__TO DO__. Set down exactly the lines from the one containing "pub use error::SelectionError;" through the last line of the data below, and no others.

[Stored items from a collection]
######

//! Domain types for ScreenLab

pub mod fundamental;
pub mod ids;
pub mod observation;

pub use fundamental::{
    CompanyReference, EarningReports, Exchange, FundamentalRecord, FundamentalRow,
    SecurityReference, Sector, ValuationRatios,
};
pub use ids::InstrumentId;
pub use observation::Observation;
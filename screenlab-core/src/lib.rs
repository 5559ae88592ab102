//! ScreenLab Core — universe selection engine.
//!
//! This crate narrows a large instrument universe to a small, periodically
//! refreshed target list:
//! - Domain types (observations, fundamental snapshots, sectors, exchanges)
//! - Incremental rolling indicators (SMA, long/short trend flags)
//! - Per-instrument state store with optional idle eviction
//! - Coarse selector: dollar-volume cut, trend gate, rebalance throttle
//! - Fine selector: eligibility, sector quotas, EV/EBITDA then ROA ranking
//! - Selection engine wiring coarse into fine each cycle

pub mod coarse;
pub mod config;
pub mod domain;
pub mod engine;
pub mod error;
pub mod fine;
pub mod indicators;
pub mod schedule;
pub mod state;

pub use coarse::{
    CoarseOutcome, CoarseReport, CoarseSelector, LiquidityMetric, LiquidityRanks, UpdateScope,
};
pub use config::{ConfigError, ScreenerConfig};
pub use domain::{Exchange, FundamentalRecord, FundamentalRow, InstrumentId, Observation, Sector};
pub use engine::{FundamentalSource, SelectionEngine, UniverseChange, UniverseDiff};
pub use error::SelectionError;
pub use fine::{FineReport, FineSelection, FineSelector};
pub use schedule::{CycleKey, RebalanceSchedule};
pub use state::{EvictionPolicy, InstrumentState, StateStore};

######

__WRITTEN SOLUTION__.
pub use error::SelectionError;
pub use fine::{FineReport, FineSelection, FineSelector};
pub use schedule::{CycleKey, RebalanceSchedule};
pub use state::{EvictionPolicy, InstrumentState, StateStore};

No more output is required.